|
51. Em todo o caso, quanto mais onerosos são os sacrifícios
materiais pelo Estado, exigidos dos indivíduos e das famílias,
tanto mais sagrados e invioláveis devem ser os direitos das
consciências. Poderá pretender bens e sangue, nunca porém a alma
por Deus redimida. A missão que Deus confiou aos pais de se
interessarem pelo bem material e espiritual da sua prole e de dar a ela
uma formação harmônica e repassada de verdadeiro espírito
religioso, não lhes poderá ser arrebatada sem grave lesão do
direito. Esta formação deve certamente ter por finalidade também
preparar a juventude para cumprir com inteligência, consciência e
galhardia aqueles deveres de patriotismo que dá à pátria terrestre a
devida medida de amor, de dedicação e colaboração. Mas por outra
parte, uma formação que se esqueça, ou, o que é pior ainda,
propositalmente descure de dirigir os olhos e o coração da juventude
para a pátria sobrenatural, seria uma injustiça contra a juventude,
uma injustiça contra os inalienáveis deveres e direitos da família
cristã, um excesso a que se deve remediar também em favor do bem
público e do Estado. Semelhante educaç?8o poderia parecer
àqueles que por ela são responsáveis, fonte de maior força e
vigor; na realidade seria o contrário e as tristes conseqüências
encarregar-se-iam de prová-lo. O delito de lesa majestade contra o
"Rei dos reis e o Senhor dos dominadores" ( 1Tm 6,15; Ap
19,16) perpetrado por uma educação indiferente ou contrária ao
espírito cristão, a inversão do "deixai que as crianças venham a
mim" (Mc 10,14) acarretaria amaríssimos frutos.

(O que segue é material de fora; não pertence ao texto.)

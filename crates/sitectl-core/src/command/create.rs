// Create a site from a template.
//
// A repository turns the request into an enterprise site, which also needs
// a localization policy (explicit or the template's) and a default
// language that policy requires.

use sitectl_api::RestClient;
use sitectl_api::idc::{CopySiteForm, EnterpriseCopy, IdcOperation, RepositoryRef};
use sitectl_api::rest::types::{CreateSiteRequest as RestCreateSite, LocalizationPolicy};

use crate::collab::Reporter;
use crate::command::requests::CreateSiteRequest;
use crate::command::{await_submission, field_line};
use crate::controller::SiteController;
use crate::error::CoreError;
use crate::model::default_site_prefix;
use crate::session::with_relay;

/// Template facts that decide how the site is created.
#[derive(Debug, Clone)]
struct TemplateFacts {
    id: String,
    name: String,
    enterprise: bool,
    policy_id: Option<String>,
}

/// Resolved enterprise settings.
#[derive(Debug, Clone)]
pub(crate) struct EnterpriseTarget {
    pub repository_id: String,
    pub repository_name: String,
    pub policy: LocalizationPolicy,
    pub default_language: String,
    pub site_prefix: String,
}

pub(crate) async fn create_site(
    ctl: &SiteController,
    req: &CreateSiteRequest,
) -> Result<(), CoreError> {
    if ctl.connection().uses_rest() {
        create_site_rest(ctl, req).await
    } else {
        create_site_idc(ctl, req).await
    }
}

// ── Legacy path ──────────────────────────────────────────────────────

async fn create_site_idc(ctl: &SiteController, req: &CreateSiteRequest) -> Result<(), CoreError> {
    let reporter = ctl.reporter();
    let rest = ctl.connection().rest_client()?;

    with_relay(ctl.connection(), reporter, |s| async move {
        reporter.step("establish user session");

        if s.idc.find_site(&req.name).await?.is_some() {
            return Err(already_exists(&req.name));
        }
        let template = s
            .idc
            .find_template(&req.template)
            .await?
            .ok_or_else(|| CoreError::not_found("template", &req.template))?;

        let info = s.idc.template_info(&template.name).await?;
        if info.site_name.is_none() {
            return Err(CoreError::Api {
                message: "failed to get template info".into(),
                status: None,
            });
        }
        reporter.step("get template ");

        let facts = TemplateFacts {
            id: template.id,
            name: req.template.clone(),
            enterprise: info.is_enterprise,
            policy_id: info.localization_policy.filter(|p| !p.is_empty()),
        };
        check_requirements(req, &facts)?;

        let enterprise = match &req.repository {
            Some(repository) => {
                let target = resolve_enterprise(&rest, req, repository, &facts, reporter).await?;
                report_enterprise(reporter, &req.name, &facts.name, &target);
                Some(EnterpriseCopy {
                    repository: RepositoryRef {
                        prefix: s.repository_prefix(),
                        id: target.repository_id,
                    },
                    slug_prefix: target.site_prefix,
                    default_language: Some(target.default_language),
                    localization_policy_id: Some(target.policy.id),
                })
            }
            None => {
                report_standard(reporter, &req.name, &facts.name);
                None
            }
        };

        s.run(&IdcOperation::CopySite(CopySiteForm {
            site_name: req.name.clone(),
            description: req.description.clone().unwrap_or_default(),
            template_id: facts.id,
            enterprise,
            preserve_content_ids: req.update_content,
        }))
        .await?;
        reporter.step("site created");
        Ok(())
    })
    .await
}

// ── REST path ────────────────────────────────────────────────────────

async fn create_site_rest(ctl: &SiteController, req: &CreateSiteRequest) -> Result<(), CoreError> {
    let reporter = ctl.reporter();
    let rest = ctl.connection().rest_client()?;

    if rest.site_exists(&req.name).await? {
        return Err(already_exists(&req.name));
    }
    let template = rest
        .get_template(&req.template, &["localizationPolicy"])
        .await?
        .ok_or_else(|| CoreError::not_found("template", &req.template))?;

    let facts = TemplateFacts {
        id: template.id,
        name: template.name,
        enterprise: template.is_enterprise,
        policy_id: template.localization_policy.map(|p| p.id),
    };
    check_requirements(req, &facts)?;

    let mut body = RestCreateSite {
        name: req.name.clone(),
        template: facts.name.clone(),
        template_id: Some(facts.id.clone()),
        description: req.description.clone(),
        ..RestCreateSite::default()
    };
    match &req.repository {
        Some(repository) => {
            let target = resolve_enterprise(&rest, req, repository, &facts, reporter).await?;
            report_enterprise(reporter, &req.name, &facts.name, &target);
            body.site_prefix = Some(target.site_prefix);
            body.repository_id = Some(target.repository_id);
            body.localization_policy_id = Some(target.policy.id);
            body.default_language = Some(target.default_language);
        }
        None => report_standard(reporter, &req.name, &facts.name),
    }

    let submission = rest.create_site(&body).await?;
    await_submission(&rest, submission, reporter).await?;
    reporter.step("site created");
    Ok(())
}

// ── Shared steps ─────────────────────────────────────────────────────

fn already_exists(name: &str) -> CoreError {
    CoreError::AlreadyExists {
        entity_type: "site".into(),
        identifier: name.to_owned(),
    }
}

fn check_requirements(req: &CreateSiteRequest, template: &TemplateFacts) -> Result<(), CoreError> {
    if template.enterprise && req.repository.is_none() {
        return Err(CoreError::validation(
            "repository is required to create enterprise site",
        ));
    }
    if req.repository.is_some() {
        if template.policy_id.is_none() && req.localization_policy.is_none() {
            return Err(CoreError::validation(
                "localization policy is required to create enterprise site",
            ));
        }
        if req.default_language.is_none() {
            return Err(CoreError::validation(
                "default language is required to create enterprise site",
            ));
        }
    }
    Ok(())
}

/// Look up the repository and policy, and check the default language is
/// one the policy requires.
async fn resolve_enterprise(
    rest: &RestClient,
    req: &CreateSiteRequest,
    repository: &str,
    template: &TemplateFacts,
    reporter: &dyn Reporter,
) -> Result<EnterpriseTarget, CoreError> {
    let repo = rest
        .repository_by_name(repository)
        .await?
        .ok_or_else(|| CoreError::not_found("repository", repository))?;
    reporter.step("get repository");

    let policies = rest.localization_policies().await?;
    let policy = match &req.localization_policy {
        Some(name) => {
            let policy = policies
                .into_iter()
                .find(|p| &p.name == name)
                .ok_or_else(|| CoreError::not_found("localization policy", name))?;
            reporter.step("get localization policy");
            policy
        }
        None => {
            let policy = policies
                .into_iter()
                .find(|p| Some(&p.id) == template.policy_id.as_ref())
                .ok_or_else(|| {
                    CoreError::validation("localization policy in template does not exist")
                })?;
            reporter.step(&format!(
                "use localization policy from template: {}",
                policy.name
            ));
            policy
        }
    };

    let default_language = req.default_language.clone().unwrap_or_default();
    require_language(&policy, &default_language)?;

    Ok(EnterpriseTarget {
        repository_id: repo.id,
        repository_name: repo.name,
        policy,
        default_language,
        site_prefix: req
            .site_prefix
            .clone()
            .unwrap_or_else(|| default_site_prefix(&req.name)),
    })
}

/// The default language of an enterprise site must be a required language
/// of its policy.
pub(crate) fn require_language(
    policy: &LocalizationPolicy,
    language: &str,
) -> Result<(), CoreError> {
    if policy.required_values.iter().any(|l| l == language) {
        Ok(())
    } else {
        Err(CoreError::validation(format!(
            "language {language} is not in localization policy {}",
            policy.name
        )))
    }
}

fn report_standard(reporter: &dyn Reporter, name: &str, template: &str) {
    reporter.step("creating standard site ...");
    reporter.info(&field_line("name", name));
    reporter.info(&field_line("template", template));
}

fn report_enterprise(
    reporter: &dyn Reporter,
    name: &str,
    template: &str,
    target: &EnterpriseTarget,
) {
    reporter.step("creating enterprise site ...");
    reporter.info(&field_line("name", name));
    reporter.info(&field_line("template", template));
    reporter.info(&field_line("site prefix", &target.site_prefix));
    reporter.info(&field_line("repository", &target.repository_name));
    reporter.info(&field_line("localization policy", &target.policy.name));
    reporter.info(&field_line("default language", &target.default_language));
}

#[cfg(test)]
mod tests {
    use super::*;

    fn facts(enterprise: bool, policy: Option<&str>) -> TemplateFacts {
        TemplateFacts {
            id: "T1".into(),
            name: "tpl".into(),
            enterprise,
            policy_id: policy.map(str::to_owned),
        }
    }

    #[test]
    fn enterprise_template_needs_a_repository() {
        let req = CreateSiteRequest {
            name: "s".into(),
            template: "tpl".into(),
            ..CreateSiteRequest::default()
        };
        let err = check_requirements(&req, &facts(true, Some("P1"))).unwrap_err();
        assert!(err.to_string().contains("repository is required"));
        assert!(check_requirements(&req, &facts(false, None)).is_ok());
    }

    #[test]
    fn enterprise_site_needs_policy_and_language() {
        let mut req = CreateSiteRequest {
            name: "s".into(),
            template: "tpl".into(),
            repository: Some("Repo".into()),
            ..CreateSiteRequest::default()
        };
        let err = check_requirements(&req, &facts(false, None)).unwrap_err();
        assert!(err.to_string().contains("localization policy is required"));

        let err = check_requirements(&req, &facts(false, Some("P1"))).unwrap_err();
        assert!(err.to_string().contains("default language is required"));

        req.default_language = Some("en-US".into());
        assert!(check_requirements(&req, &facts(false, Some("P1"))).is_ok());
    }

    #[test]
    fn language_must_be_required_by_policy() {
        let policy = LocalizationPolicy {
            id: "P1".into(),
            name: "Global".into(),
            required_values: vec!["en-US".into()],
            optional_values: vec!["fr-FR".into()],
            default_value: Some("en-US".into()),
        };
        assert!(require_language(&policy, "en-US").is_ok());
        let err = require_language(&policy, "fr-FR").unwrap_err();
        assert_eq!(
            err.to_string(),
            "Validation failed: language fr-FR is not in localization policy Global"
        );
    }
}
// Mutating IDC services reachable through the relay
//
// The relay only forwards POSTs for the services listed in `IdcService`.
// Callers describe what they want with an `IdcOperation`; the relay turns
// it into the form fields the service expects and adds the session token.

use serde::{Deserialize, Serialize};
use strum::{AsRefStr, Display, EnumIter, EnumString};

/// The closed set of IDC services the relay will POST upstream.
#[derive(
    Debug, Clone, Copy, PartialEq, Eq, Hash, Display, EnumString, AsRefStr, EnumIter,
)]
pub enum IdcService {
    #[strum(serialize = "SCS_COPY_SITES")]
    CopySites,
    #[strum(serialize = "SCS_PUBLISH_SITE")]
    PublishSite,
    #[strum(serialize = "SCS_UNPUBLISH_SITE")]
    UnpublishSite,
    #[strum(serialize = "SCS_ACTIVATE_SITE")]
    ActivateSite,
    #[strum(serialize = "SCS_DEACTIVATE_SITE")]
    DeactivateSite,
    #[strum(serialize = "SCS_IMPORT_TEMPLATE_PACKAGE")]
    ImportTemplatePackage,
    #[strum(serialize = "SCS_EDIT_SECURE_SITE")]
    EditSecureSite,
}

/// Which GUID namespace a repository reference lives in.
///
/// Servers from 19.4.3 on address repositories by `arCaaSGUID`; older
/// ones still expect the folder GUID.
#[derive(Debug, Clone, Copy, PartialEq, Eq, Serialize, Deserialize)]
pub enum RepositoryPrefix {
    #[serde(rename = "arCaaSGUID")]
    CaasGuid,
    #[serde(rename = "fFolderGUID")]
    FolderGuid,
}

const CAAS_GUID_SINCE: (u32, u32, u32) = (19, 4, 3);

impl RepositoryPrefix {
    pub fn as_str(self) -> &'static str {
        match self {
            Self::CaasGuid => "arCaaSGUID",
            Self::FolderGuid => "fFolderGUID",
        }
    }

    /// Pick the prefix for a server version string such as `"20.1.3-1234"`.
    /// Unknown or unparsable versions get the current prefix.
    pub fn for_version(version: Option<&str>) -> Self {
        match version.and_then(coerce_version) {
            Some(v) if v < CAAS_GUID_SINCE => Self::FolderGuid,
            _ => Self::CaasGuid,
        }
    }
}

/// Pull the first `major[.minor[.patch]]` run of digits out of a version string.
fn coerce_version(raw: &str) -> Option<(u32, u32, u32)> {
    let start = raw.find(|c: char| c.is_ascii_digit())?;
    let mut parts = raw[start..]
        .split(|c: char| !c.is_ascii_digit())
        .take(3)
        .map(str::parse::<u32>);
    let major = parts.next()?.ok()?;
    let minor = parts.next().and_then(Result::ok).unwrap_or(0);
    let patch = parts.next().and_then(Result::ok).unwrap_or(0);
    Some((major, minor, patch))
}

/// Repository reference sent to `SCS_COPY_SITES`.
#[derive(Debug, Clone, PartialEq, Eq, Serialize, Deserialize)]
pub struct RepositoryRef {
    pub prefix: RepositoryPrefix,
    pub id: String,
}

/// Enterprise-only fields of a site copy.
#[derive(Debug, Clone, PartialEq, Eq, Serialize, Deserialize)]
pub struct EnterpriseCopy {
    pub repository: RepositoryRef,
    pub slug_prefix: String,
    pub default_language: Option<String>,
    pub localization_policy_id: Option<String>,
}

/// Form for `SCS_COPY_SITES`: create a site from a template folder.
#[derive(Debug, Clone, PartialEq, Eq, Serialize, Deserialize)]
pub struct CopySiteForm {
    pub site_name: String,
    pub description: String,
    pub template_id: String,
    pub enterprise: Option<EnterpriseCopy>,
    /// Keep content ids of the template's assets (`doPreserveCaaSGUID`).
    pub preserve_content_ids: bool,
}

#[derive(Debug, Clone, Copy, PartialEq, Eq, Serialize, Deserialize)]
pub enum MemberChange {
    Add,
    Delete,
}

/// One entry of the `userList` sent to `SCS_EDIT_SECURE_SITE`.
#[derive(Debug, Clone, PartialEq, Eq, Serialize, Deserialize)]
pub struct SecureSiteMember {
    pub login: String,
    pub change: MemberChange,
}

/// A mutating IDC operation, carrying exactly the fields its service needs.
#[derive(Debug, Clone, PartialEq, Eq, Serialize, Deserialize)]
#[serde(tag = "operation", rename_all = "snake_case")]
pub enum IdcOperation {
    CopySite(CopySiteForm),
    PublishSite {
        site_id: String,
    },
    UnpublishSite {
        site_id: String,
    },
    ActivateSite {
        site_id: String,
    },
    DeactivateSite {
        site_id: String,
    },
    ImportTemplatePackage {
        file_id: String,
    },
    EditSecureSite {
        site_id: String,
        access_code: u32,
        members: Vec<SecureSiteMember>,
    },
}

impl IdcOperation {
    pub fn service(&self) -> IdcService {
        match self {
            Self::CopySite(_) => IdcService::CopySites,
            Self::PublishSite { .. } => IdcService::PublishSite,
            Self::UnpublishSite { .. } => IdcService::UnpublishSite,
            Self::ActivateSite { .. } => IdcService::ActivateSite,
            Self::DeactivateSite { .. } => IdcService::DeactivateSite,
            Self::ImportTemplatePackage { .. } => IdcService::ImportTemplatePackage,
            Self::EditSecureSite { .. } => IdcService::EditSecureSite,
        }
    }

    /// Form fields for the upstream POST, excluding `idcToken`.
    pub fn form_fields(&self) -> Vec<(&'static str, String)> {
        match self {
            Self::CopySite(form) => copy_site_fields(form),
            Self::PublishSite { site_id } | Self::UnpublishSite { site_id } => {
                vec![("item", folder_item(site_id))]
            }
            Self::ActivateSite { site_id } | Self::DeactivateSite { site_id } => vec![
                ("item", folder_item(site_id)),
                ("isSitePublishV2", "1".into()),
            ],
            Self::ImportTemplatePackage { file_id } => vec![
                ("item", format!("fFileGUID:{file_id}")),
                ("useBackgroundThread", "true".into()),
                ("ThemeConflictResolution", "overwrite".into()),
                ("TemplateConflictResolution", "overwrite".into()),
                ("DefaultComponentConflictResolution", "true".into()),
                ("allowCrossTenant", "true".into()),
            ],
            Self::EditSecureSite {
                site_id,
                access_code,
                members,
            } => {
                let mut fields = vec![
                    ("item", folder_item(site_id)),
                    ("xScsIsSecureSite", access_code.to_string()),
                ];
                if !members.is_empty() {
                    let list = members
                        .iter()
                        .map(|m| {
                            let flag = match m.change {
                                MemberChange::Add => 'A',
                                MemberChange::Delete => 'D',
                            };
                            format!("{}:{flag}", m.login)
                        })
                        .collect::<Vec<_>>()
                        .join(",");
                    fields.push(("userList", list));
                }
                fields
            }
        }
    }
}

fn folder_item(id: &str) -> String {
    format!("fFolderGUID:{id}")
}

fn copy_site_fields(form: &CopySiteForm) -> Vec<(&'static str, String)> {
    let mut fields = vec![
        ("names", form.site_name.clone()),
        ("descriptions", form.description.clone()),
        ("items", folder_item(&form.template_id)),
    ];
    if let Some(ent) = &form.enterprise {
        fields.push(("isEnterprise", "1".into()));
        fields.push((
            "repository",
            format!("{}:{}", ent.repository.prefix.as_str(), ent.repository.id),
        ));
        fields.push(("slugPrefix", ent.slug_prefix.clone()));
        if let Some(lang) = &ent.default_language {
            fields.push(("defaultLanguage", lang.clone()));
        }
        if let Some(policy) = &ent.localization_policy_id {
            fields.push(("localizationPolicy", policy.clone()));
        }
    }
    fields.push(("useBackgroundThread", "1".into()));
    if form.preserve_content_ids {
        fields.push(("doPreserveCaaSGUID", "1".into()));
    }
    fields
}

#[cfg(test)]
mod tests {
    #![allow(clippy::unwrap_used)]

    use std::str::FromStr;

    use pretty_assertions::assert_eq;
    use strum::IntoEnumIterator;

    use super::*;

    #[test]
    fn service_names_round_trip_through_strum() {
        for service in IdcService::iter() {
            assert_eq!(IdcService::from_str(service.as_ref()).unwrap(), service);
        }
        assert!(IdcService::from_str("SCS_DELETE_EVERYTHING").is_err());
    }

    #[test]
    fn standard_copy_site_sends_minimal_form() {
        let op = IdcOperation::CopySite(CopySiteForm {
            site_name: "mysite".into(),
            description: String::new(),
            template_id: "T1".into(),
            enterprise: None,
            preserve_content_ids: false,
        });
        assert_eq!(op.service(), IdcService::CopySites);
        assert_eq!(
            op.form_fields(),
            vec![
                ("names", "mysite".to_owned()),
                ("descriptions", String::new()),
                ("items", "fFolderGUID:T1".to_owned()),
                ("useBackgroundThread", "1".to_owned()),
            ]
        );
    }

    #[test]
    fn enterprise_copy_site_carries_repository_and_policy() {
        let op = IdcOperation::CopySite(CopySiteForm {
            site_name: "Blog".into(),
            description: "d".into(),
            template_id: "T1".into(),
            enterprise: Some(EnterpriseCopy {
                repository: RepositoryRef {
                    prefix: RepositoryPrefix::CaasGuid,
                    id: "R1".into(),
                },
                slug_prefix: "blog".into(),
                default_language: Some("en-US".into()),
                localization_policy_id: Some("P1".into()),
            }),
            preserve_content_ids: true,
        });
        let fields = op.form_fields();
        assert!(fields.contains(&("isEnterprise", "1".to_owned())));
        assert!(fields.contains(&("repository", "arCaaSGUID:R1".to_owned())));
        assert!(fields.contains(&("localizationPolicy", "P1".to_owned())));
        assert!(fields.contains(&("doPreserveCaaSGUID", "1".to_owned())));
    }

    #[test]
    fn only_runtime_changes_use_publish_v2() {
        let activate = IdcOperation::ActivateSite { site_id: "S".into() }.form_fields();
        let publish = IdcOperation::PublishSite { site_id: "S".into() }.form_fields();
        assert!(activate.contains(&("isSitePublishV2", "1".to_owned())));
        assert_eq!(publish, vec![("item", "fFolderGUID:S".to_owned())]);
    }

    #[test]
    fn secure_site_encodes_member_changes() {
        let op = IdcOperation::EditSecureSite {
            site_id: "S".into(),
            access_code: 18,
            members: vec![
                SecureSiteMember {
                    login: "alice".into(),
                    change: MemberChange::Add,
                },
                SecureSiteMember {
                    login: "bob".into(),
                    change: MemberChange::Delete,
                },
            ],
        };
        let fields = op.form_fields();
        assert!(fields.contains(&("xScsIsSecureSite", "18".to_owned())));
        assert!(fields.contains(&("userList", "alice:A,bob:D".to_owned())));
    }

    #[test]
    fn repository_prefix_follows_server_version() {
        assert_eq!(
            RepositoryPrefix::for_version(Some("19.4.2")),
            RepositoryPrefix::FolderGuid
        );
        assert_eq!(
            RepositoryPrefix::for_version(Some("19.4.3")),
            RepositoryPrefix::CaasGuid
        );
        assert_eq!(
            RepositoryPrefix::for_version(Some("v20.1.1-build7")),
            RepositoryPrefix::CaasGuid
        );
        assert_eq!(RepositoryPrefix::for_version(Some("19")), RepositoryPrefix::FolderGuid);
        assert_eq!(RepositoryPrefix::for_version(None), RepositoryPrefix::CaasGuid);
    }
}
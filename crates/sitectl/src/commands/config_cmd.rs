//! Config subcommand handlers.

use serde::Serialize;
use tabled::Tabled;

use sitectl_config::{self as cfgfile, Config, ServerProfile};

use crate::cli::{AddServerArgs, ConfigArgs, ConfigCommand, GlobalOpts, OutputFormat};
use crate::config::{available_servers, server_error};
use crate::error::CliError;
use crate::output;

#[derive(Clone, Serialize, Tabled)]
struct ServerRow {
    #[tabled(rename = "")]
    #[serde(skip)]
    marker: &'static str,
    name: String,
    url: String,
    env: String,
    mode: String,
    #[tabled(skip)]
    default: bool,
}

/// A server entry as shown by `config show`.
#[derive(Serialize)]
struct ServerView<'a> {
    name: &'a str,
    #[serde(flatten)]
    profile: ServerProfile,
}

pub fn handle(args: ConfigArgs, global: &GlobalOpts) -> Result<(), CliError> {
    let path = cfgfile::config_path();
    let mut cfg = cfgfile::load_config_from(&path)?;

    match args.command {
        ConfigCommand::List => {
            let rows = server_rows(&cfg);
            if rows.is_empty() && global.output == OutputFormat::Text {
                eprintln!("No servers configured. Run: sitectl config add <name> --url <url>");
                return Ok(());
            }
            let out = output::render_list(global.output, &rows, ServerRow::clone)?;
            output::print_output(&out);
            Ok(())
        }

        ConfigCommand::Show { name } => {
            let (name, profile) = cfg
                .server(name.as_deref().or(global.server.as_deref()))
                .map_err(|e| server_error(e, &cfg))?;
            let view = ServerView {
                name,
                profile: profile.redacted(),
            };
            let out = output::render(global.output, &view, |v| {
                let body = toml_lines(&v.profile);
                std::iter::once(format!("[servers.{}]", v.name))
                    .chain(body)
                    .collect()
            })?;
            output::print_output(&out);
            Ok(())
        }

        ConfigCommand::Add(a) => {
            let name = a.name.clone();
            let make_default = a.default || cfg.default_server.is_none();
            let profile = new_profile(a);
            cfgfile::check_profile(&profile)?;
            cfg.servers.insert(name.clone(), profile);
            if make_default {
                cfg.default_server = Some(name.clone());
            }
            cfgfile::save_config_to(&cfg, &path)?;
            if !global.quiet {
                eprintln!("✓ Server '{name}' saved to {}", path.display());
            }
            Ok(())
        }

        ConfigCommand::Use { name } => {
            if !cfg.servers.contains_key(&name) {
                return Err(CliError::ServerNotFound {
                    name,
                    available: available_servers(&cfg),
                });
            }
            cfg.default_server = Some(name.clone());
            cfgfile::save_config_to(&cfg, &path)?;
            if !global.quiet {
                eprintln!("✓ Default server set to '{name}'");
            }
            Ok(())
        }

        ConfigCommand::SetSecret { name, token } => {
            if !cfg.servers.contains_key(&name) {
                return Err(CliError::ServerNotFound {
                    name,
                    available: available_servers(&cfg),
                });
            }
            let (kind, label) = if token { ("token", "Token") } else { ("password", "Password") };
            let secret = dialoguer::Password::new()
                .with_prompt(label)
                .interact()
                .map_err(|e| CliError::Validation {
                    field: "interactive".into(),
                    reason: format!("prompt failed: {e}"),
                })?;
            if secret.is_empty() {
                return Err(CliError::Validation {
                    field: kind.into(),
                    reason: "value cannot be empty".into(),
                });
            }
            cfgfile::store_secret(&name, kind, &secret)?;
            if !global.quiet {
                eprintln!("✓ {label} stored in system keyring for server '{name}'");
            }
            Ok(())
        }
    }
}

fn server_rows(cfg: &Config) -> Vec<ServerRow> {
    cfg.servers
        .iter()
        .map(|(name, profile)| {
            let default = cfg.default_server.as_deref() == Some(name.as_str());
            ServerRow {
                marker: if default { "*" } else { "" },
                name: name.clone(),
                url: profile.url.clone(),
                env: profile.env.clone(),
                mode: profile.mode.clone(),
                default,
            }
        })
        .collect()
}

fn new_profile(a: AddServerArgs) -> ServerProfile {
    ServerProfile {
        env: a.env,
        mode: a.mode,
        username: a.username,
        password_env: a.password_env,
        token_env: a.token_env,
        ca_cert: a.ca_cert,
        ..ServerProfile::new(a.url)
    }
}

fn toml_lines(profile: &ServerProfile) -> Vec<String> {
    toml::to_string_pretty(profile)
        .map(|s| s.lines().map(str::to_owned).collect())
        .unwrap_or_default()
}

#[cfg(test)]
mod tests {
    #![allow(clippy::unwrap_used)]

    use super::*;

    #[test]
    fn shown_profile_has_no_plaintext_secret() {
        let mut profile = ServerProfile::new("https://dev.example.com");
        profile.password = Some("welcome1".into());
        let lines = toml_lines(&profile.redacted()).join("\n");
        assert!(lines.contains("url = \"https://dev.example.com\""));
        assert!(!lines.contains("welcome1"));
    }
}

Ao
contrário, o Estado que tira aos dilacerados corações dos pais e
das mães as suas preocupações e restabelece os seus direitos, mais
não faz do que promover a própria paz interna e lançar as bases de um
futuro mais feliz para a pátria. As almas dos filhos que Deus deu
aos pais, assinaladas no batismo com o selo real de Cristo, são um
depósito sagrado por Deus vigiado com cioso amor. O mesmo Crispo
que disse "deixai que as crianças venham a mim", ameaçou também,
não obstante sua bondade e misericórdia, terríveis males àqueles
que escandalizam os prediletos do seu coração. E que escândalo mais
nocivo e duradouro às gerações do que uma formação da juventude
dirigida para uma meta que afasta de Cristo, "caminho, verdade e
vida", levando-a a uma simulada ou manifesta apostasia? Este
Cristo do qual querem alienar as gerações juvenis presentes e
futuras, é o mesmo que recebeu do seu eterno Pai o poder no céu e na
terra. Em sua mão onipotente tem ele o destino dos Estados, dos
povos e das nações. A ele compete diminuir-lhes ou prolongar-lhes
a vida, o desenvolvimento, a prosperidade e a grandeza. De tudo o
que existe sobre a terra, somente a alma tem vida imortal. Um sistema
de educação que não respeitasse o recinto sagrado da família,
protegido pela santa lei de Deus, que procurasse minar-lhe os
alicerces, que fechasse à juventude o caminho que conduz a Deus, às
fontes de vida e de alegria do Salvador (Is 12,3), que
considerasse o apostatar Cristo e a Igreja como símbolo de fidelidade
ao povo ou a uma determinada classe, pronunciaria contra si mesmo a
sentença de condenação, e experimentaria, a seu tempo, a
inelutável verdade das palavras do profeta: "Aqueles que se afastam
de ti serão escritos na terra" (Jr 17,13).